Material for this exercise Start Marker
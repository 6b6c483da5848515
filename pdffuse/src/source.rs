//! Raw file handles offered to the queue.
//!
//! A [`SourceFile`] carries the same facts a browser `File` exposes: a name,
//! a declared media type, a size and a last-modified time. Its bytes are
//! only read when a merge needs them.

use std::path::{Path, PathBuf};
use std::sync::Arc;
use std::time::{SystemTime, UNIX_EPOCH};

use crate::error::{PdfFuseError, Result};

/// Media type accepted by the queue.
pub const PDF_MEDIA_TYPE: &str = "application/pdf";

const EXTENSION_MEDIA_TYPES: &[(&str, &str)] = &[
    ("pdf", PDF_MEDIA_TYPE),
    ("ppt", "application/vnd.ms-powerpoint"),
    (
        "pptx",
        "application/vnd.openxmlformats-officedocument.presentationml.presentation",
    ),
    ("doc", "application/msword"),
    (
        "docx",
        "application/vnd.openxmlformats-officedocument.wordprocessingml.document",
    ),
    ("txt", "text/plain"),
    ("png", "image/png"),
    ("jpg", "image/jpeg"),
    ("jpeg", "image/jpeg"),
];

/// Derive the declared media type of a path from its extension.
///
/// Matching is case-insensitive. Unknown extensions declare no type, the
/// way a browser reports an empty `File.type`.
pub fn media_type_for_path(path: &Path) -> Option<&'static str> {
    let extension = path.extension()?.to_str()?.to_ascii_lowercase();
    EXTENSION_MEDIA_TYPES
        .iter()
        .find(|(ext, _)| *ext == extension)
        .map(|(_, media_type)| *media_type)
}

/// Where the bytes of a [`SourceFile`] live.
#[derive(Debug, Clone)]
pub enum SourceContent {
    /// Read from disk when needed.
    Path(PathBuf),
    /// Already in memory.
    Memory(Arc<[u8]>),
}

/// A candidate file handle.
#[derive(Debug, Clone)]
pub struct SourceFile {
    name: String,
    media_type: Option<String>,
    size: u64,
    last_modified: SystemTime,
    content: SourceContent,
}

impl SourceFile {
    /// Open a handle to a file on disk.
    ///
    /// Only metadata is read here; the content stays on disk until a merge
    /// asks for it.
    ///
    /// # Errors
    ///
    /// Returns an error if the path does not exist or is not a regular file.
    pub async fn from_path(path: impl AsRef<Path>) -> Result<Self> {
        let path = path.as_ref();
        let metadata = match tokio::fs::metadata(path).await {
            Ok(metadata) => metadata,
            Err(err) if err.kind() == std::io::ErrorKind::NotFound => {
                return Err(PdfFuseError::file_not_found(path.to_path_buf()));
            }
            Err(err) => return Err(err.into()),
        };

        if !metadata.is_file() {
            return Err(PdfFuseError::not_a_file(path.to_path_buf()));
        }

        let name = path
            .file_name()
            .map(|name| name.to_string_lossy().into_owned())
            .unwrap_or_else(|| path.display().to_string());

        Ok(Self {
            name,
            media_type: media_type_for_path(path).map(str::to_string),
            size: metadata.len(),
            last_modified: metadata.modified().unwrap_or(UNIX_EPOCH),
            content: SourceContent::Path(path.to_path_buf()),
        })
    }

    /// Build a handle around bytes that are already in memory.
    pub fn from_bytes(
        name: impl Into<String>,
        media_type: Option<&str>,
        bytes: impl Into<Arc<[u8]>>,
    ) -> Self {
        let bytes = bytes.into();
        Self {
            name: name.into(),
            media_type: media_type.map(str::to_string),
            size: bytes.len() as u64,
            last_modified: SystemTime::now(),
            content: SourceContent::Memory(bytes),
        }
    }

    /// Override the last-modified time.
    pub fn with_last_modified(mut self, last_modified: SystemTime) -> Self {
        self.last_modified = last_modified;
        self
    }

    /// File name shown to the user.
    pub fn name(&self) -> &str {
        &self.name
    }

    /// Declared media type, if any.
    pub fn media_type(&self) -> Option<&str> {
        self.media_type.as_deref()
    }

    /// Whether the declared media type is the accepted document type.
    pub fn is_pdf(&self) -> bool {
        self.media_type() == Some(PDF_MEDIA_TYPE)
    }

    /// Size in bytes.
    pub fn size(&self) -> u64 {
        self.size
    }

    /// Last-modified time.
    pub fn last_modified(&self) -> SystemTime {
        self.last_modified
    }

    /// Last-modified time in milliseconds since the Unix epoch.
    pub fn last_modified_millis(&self) -> u64 {
        self.last_modified
            .duration_since(UNIX_EPOCH)
            .map(|elapsed| elapsed.as_millis() as u64)
            .unwrap_or(0)
    }

    /// Where the content lives.
    pub fn content(&self) -> &SourceContent {
        &self.content
    }

    /// Read the raw bytes.
    ///
    /// # Errors
    ///
    /// Returns [`PdfFuseError::FailedToReadSource`] if the file cannot be read.
    pub async fn read_bytes(&self) -> Result<Arc<[u8]>> {
        match &self.content {
            SourceContent::Memory(bytes) => Ok(Arc::clone(bytes)),
            SourceContent::Path(path) => tokio::fs::read(path)
                .await
                .map(Arc::from)
                .map_err(|source| PdfFuseError::FailedToReadSource {
                    name: self.name.clone(),
                    source,
                }),
        }
    }
}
Material for this exercise End Marker
Exercise objective: The answer must be an exact copy of every entry.

Answer space:
repository 6b6c483da5848515
filename pdffuse/src/source.rs
//! Raw file handles offered to the queue.
//!
//! A [`SourceFile`] carries the same facts a browser `File` exposes: a name,
//! a declared media type, a size and a last-modified time. Its bytes are
//! only read when a merge needs them.

use std::path::{Path, PathBuf};
use std::sync::Arc;
use std::time::{SystemTime, UNIX_EPOCH};

use crate::error::{PdfFuseError, Result};

/// Media type accepted by the queue.
pub const PDF_MEDIA_TYPE: &str = "application/pdf";

const EXTENSION_MEDIA_TYPES: &[(&str, &str)] = &[
    ("pdf", PDF_MEDIA_TYPE),
    ("ppt", "application/vnd.ms-powerpoint"),
    (
        "pptx",
        "application/vnd.openxmlformats-officedocument.presentationml.presentation",
    ),
    ("doc", "application/msword"),
    (
        "docx",
        "application/vnd.openxmlformats-officedocument.wordprocessingml.document",
    ),
    ("txt", "text/plain"),
    ("png", "image/png"),
    ("jpg", "image/jpeg"),
    ("jpeg", "image/jpeg"),
];

/// Derive the declared media type of a path from its extension.
///
/// Matching is case-insensitive. Unknown extensions declare no type, the
/// way a browser reports an empty `File.type`.
pub fn media_type_for_path(path: &Path) -> Option<&'static str> {
    let extension = path.extension()?.to_str()?.to_ascii_lowercase();
    EXTENSION_MEDIA_TYPES
        .iter()
        .find(|(ext, _)| *ext == extension)
        .map(|(_, media_type)| *media_type)
}

/// Where the bytes of a [`SourceFile`] live.
#[derive(Debug, Clone)]
pub enum SourceContent {
    /// Read from disk when needed.
    Path(PathBuf),
    /// Already in memory.
    Memory(Arc<[u8]>),
}

/// A candidate file handle.
#[derive(Debug, Clone)]
pub struct SourceFile {
    name: String,
    media_type: Option<String>,
    size: u64,
    last_modified: SystemTime,
    content: SourceContent,
}

impl SourceFile {
    /// Open a handle to a file on disk.
    ///
    /// Only metadata is read here; the content stays on disk until a merge
    /// asks for it.
    ///
    /// # Errors
    ///
    /// Returns an error if the path does not exist or is not a regular file.
    pub async fn from_path(path: impl AsRef<Path>) -> Result<Self> {
        let path = path.as_ref();
        let metadata = match tokio::fs::metadata(path).await {
            Ok(metadata) => metadata,
            Err(err) if err.kind() == std::io::ErrorKind::NotFound => {
                return Err(PdfFuseError::file_not_found(path.to_path_buf()));
            }
            Err(err) => return Err(err.into()),
        };

        if !metadata.is_file() {
            return Err(PdfFuseError::not_a_file(path.to_path_buf()));
        }

        let name = path
            .file_name()
            .map(|name| name.to_string_lossy().into_owned())
            .unwrap_or_else(|| path.display().to_string());

        Ok(Self {
            name,
            media_type: media_type_for_path(path).map(str::to_string),
            size: metadata.len(),
            last_modified: metadata.modified().unwrap_or(UNIX_EPOCH),
            content: SourceContent::Path(path.to_path_buf()),
        })
    }

    /// Build a handle around bytes that are already in memory.
    pub fn from_bytes(
        name: impl Into<String>,
        media_type: Option<&str>,
        bytes: impl Into<Arc<[u8]>>,
    ) -> Self {
        let bytes = bytes.into();
        Self {
            name: name.into(),
            media_type: media_type.map(str::to_string),
            size: bytes.len() as u64,
            last_modified: SystemTime::now(),
            content: SourceContent::Memory(bytes),
        }
    }

    /// Override the last-modified time.
    pub fn with_last_modified(mut self, last_modified: SystemTime) -> Self {
        self.last_modified = last_modified;
        self
    }

    /// File name shown to the user.
    pub fn name(&self) -> &str {
        &self.name
    }

    /// Declared media type, if any.
    pub fn media_type(&self) -> Option<&str> {
        self.media_type.as_deref()
    }

    /// Whether the declared media type is the accepted document type.
    pub fn is_pdf(&self) -> bool {
        self.media_type() == Some(PDF_MEDIA_TYPE)
    }

    /// Size in bytes.
    pub fn size(&self) -> u64 {
        self.size
    }

    /// Last-modified time.
    pub fn last_modified(&self) -> SystemTime {
        self.last_modified
    }

    /// Last-modified time in milliseconds since the Unix epoch.
    pub fn last_modified_millis(&self) -> u64 {
        self.last_modified
            .duration_since(UNIX_EPOCH)
            .map(|elapsed| elapsed.as_millis() as u64)
            .unwrap_or(0)
    }

    /// Where the content lives.
    pub fn content(&self) -> &SourceContent {
        &self.content
    }

    /// Read the raw bytes.
    ///
    /// # Errors
    ///
    /// Returns [`PdfFuseError::FailedToReadSource`] if the file cannot be read.
    pub async fn read_bytes(&self) -> Result<Arc<[u8]>> {
        match &self.content {
            SourceContent::Memory(bytes) => Ok(Arc::clone(bytes)),
            SourceContent::Path(path) => tokio::fs::read(path)
                .await
                .map(Arc::from)
                .map_err(|source| PdfFuseError::FailedToReadSource {
                    name: self.name.clone(),
                    source,
                }),
        }
    }
}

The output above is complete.